A week after protesting in Wilmington, Reopen Delaware has announced its next target is Rehoboth Beach.
According to a May 7 post found on its website, Reopen Delaware has announced plans to “Storm the Beach” at noon, Saturday, May 16.
“We invite people to join us to take back our beaches for a fun day at the Reopened Rehoboth Beach. Bring your beach chairs, coolers and most important, your voices!” reads the post, which encourages cameras and phones to record the festivities to the nation and world.
“This will be a mass act of peaceful civil disobedience, and it’s time for all Delawareans to step up and be involved. We also call on all business owners to open their businesses, statewide. We will leave it to individual owners to decide which distancing measures and hygiene procedures they wish to enact on their PRIVATE PROPERTY!”
In a May 9 update to the announcement, Rich Bishop, a Reopen Delaware founder, said the event is happening rain or shine. He said he’s been told by the police department there will be an area around the Bandstand available for the protestors, but there will also be barriers preventing people from going onto the Boardwalk.
Bishop said he was told people will be written a $100 civil citation if the barrier is crossed. If a person chooses to pursue the action further, they could be arrested, he said.
Each person needs to decide how much they want to support the cause, said Bishop. This will not be the typical rah-rah protest with signs, he said.
This will be a showing of peaceful noncompliance, but also an event that shows Reopen Delaware means business, said Bishop.
“We will be there no matter what,” he said.
Rehoboth Beach Mayor Paul Kuhns said the police department will take the necessary steps to ensure the safety of everyone in attendance, as well as compliance with local and state laws.
“I understand that we are in the midst of a period of frustration, and that our citizens and visitors want to express those frustrations,” said Kuhns, in an email May 11.
Rob Arlett, former Sussex County councilman, spoke at the Delawareans Against Excessive Quarantine event that took place in Dover at the same time as the Reopen Delaware event in Wilmington.
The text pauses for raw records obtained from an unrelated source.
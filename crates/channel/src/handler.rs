//! Participant side of the channel.

use async_trait::async_trait;
use common::{Participant, ParticipantError};
use serde::de::DeserializeOwned;
use serde::{Deserialize, Serialize};

/// Consumes the commands addressed to one participant.
///
/// Implementations must be idempotent: the channel may deliver the same
/// command more than once.
#[async_trait]
pub trait CommandHandler: Send + Sync {
    /// The participant whose queue this handler consumes.
    fn participant(&self) -> Participant;

    /// Handles one command and produces the reply payload.
    async fn handle(
        &self,
        command: &str,
        payload: serde_json::Value,
    ) -> Result<serde_json::Value, ParticipantError>;
}

/// Reply envelope for transports that carry raw bytes.
#[derive(Debug, Clone, PartialEq, Serialize, Deserialize)]
#[serde(rename_all = "camelCase")]
pub enum Reply {
    Ok(serde_json::Value),
    Err(ParticipantError),
}

impl From<Result<serde_json::Value, ParticipantError>> for Reply {
    fn from(result: Result<serde_json::Value, ParticipantError>) -> Self {
        match result {
            Ok(value) => Reply::Ok(value),
            Err(err) => Reply::Err(err),
        }
    }
}

impl From<Reply> for Result<serde_json::Value, ParticipantError> {
    fn from(reply: Reply) -> Self {
        match reply {
            Reply::Ok(value) => Ok(value),
            Reply::Err(err) => Err(err),
        }
    }
}

/// Decodes a command payload, reporting malformed input as `InvalidCommand`.
pub fn decode<T: DeserializeOwned>(
    command: &str,
    payload: serde_json::Value,
) -> Result<T, ParticipantError> {
    serde_json::from_value(payload).map_err(|e| ParticipantError::InvalidCommand {
        command: command.to_string(),
        reason: e.to_string(),
    })
}

/// Encodes a reply payload.
pub fn encode<T: Serialize>(value: &T) -> Result<serde_json::Value, ParticipantError> {
    serde_json::to_value(value).map_err(|e| ParticipantError::internal(e.to_string()))
}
In an email May 7, he said he is uncertain if he’s attending, because of a schedule conflict, but he said he supports opening the beaches based on the ability to maintain social distancing recommendations. If need be, he said, open the beaches to only residents and property owners.
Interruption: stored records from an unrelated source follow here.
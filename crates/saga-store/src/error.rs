use common::SagaId;
use thiserror::Error;

use crate::{SagaStatus, SagaStep};

/// Errors that can occur when interacting with the saga store.
#[derive(Debug, Error)]
pub enum SagaStoreError {
    #[error("Saga not found: {0}")]
    NotFound(SagaId),

    #[error("Saga already exists: {0}")]
    AlreadyExists(SagaId),

    /// The requested move would take the saga backwards or out of a terminal state.
    #[error("Invalid saga transition for {saga_id}: {from_step}/{from_status} -> {to_step}/{to_status}")]
    InvalidTransition {
        saga_id: SagaId,
        from_step: SagaStep,
        from_status: SagaStatus,
        to_step: SagaStep,
        to_status: SagaStatus,
    },

    #[error("Database error: {0}")]
    Database(#[from] sqlx::Error),

    #[error("Migration error: {0}")]
    Migration(#[from] sqlx::migrate::MigrateError),

    #[error("Serialization error: {0}")]
    Serialization(#[from] serde_json::Error),

    #[error("Saga store unavailable: {0}")]
    Unavailable(String),
}

/// Result type for saga store operations.
pub type Result<T> = std::result::Result<T, SagaStoreError>;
Arlett questioned why people can’t go to the beaches if they’re allowed to walk on sidewalks in beach towns, shop at Walmart, and go to grocery stores and liquor stores. In addition, he said, the health benefits that are attributed to being in the sun – breathing the salt air and swimming in the salt water – need to be considered as well.
“We citizens can follow suggested and reasonable guidelines,” said Arlett. “Those concerned citizens are not required to go to the beach and the individuals that are deemed most vulnerable by the CDC should indeed stay at home and continue to be safeguarded.”
Rehoboth Beach Police Department Lt. Jamie Riddle said the department is aware of the event. Meetings with the organization have been planned, and the police department will take whatever steps are necessary to ensure the safety of the community, he said in an email May 7.
Riddle said the details of the public safety plans, and in particular strategies for handling this event, are not for public release.
In May 2019, Rehoboth Beach amended a special events ordinance that differentiates between events and activities protected by the First Amendment.
For special events, the ordinance calls for an advance request of eight weeks, with a nonrefundable $50 processing fee and a $550 deposit that may, depending on the city services required, be returned. The ordinance also notes special events of significant size or scope may require an additional fee.
The ordinance allows the city manager to require, as a condition of issuing the permit, the applicant deposit $2,500 if the city manager concludes that the cost of the cleanup after the special event will exceed $2,500.
For activities involving free expression of First Amendment rights, which the ordinance calls “expressive activities,” an applicant is required to give the city manager 36 hours notice. There is no fee, but the applicant is responsible for removing its debris, litter and property at the conclusion of the activity. The city has the authority to clean up at the expense of the applicant.
As of May 7, Riddle said Reopen Delaware had not submitted an application, and city officials have not met with the group. When the meeting takes place, the city will request the group fill out an application, Riddle said.
“I have no reason or information that leads me to believe they will not when requested,” said Riddle.
Riddle could not be reached for additional comments May 11.
Sen. Bryant Richardson, R-Seaford, attended the May 1 event in Dover. When contacted for comment about the event in Rehoboth, he said he had not heard of it, and would get more details before making a decision on whether he would attend.
Editor’s note: This story has been updated with comments from the Rehoboth Beach Police Department and Sen. Bryant Richardson. The story has also been updated to reflect that Reopen Delaware is not associated with the group that protested in Dover, May 1, Delawareans Against Excessive Quarantine. When this story was originally posted, a photo of the Dover protest incorrectly appeared.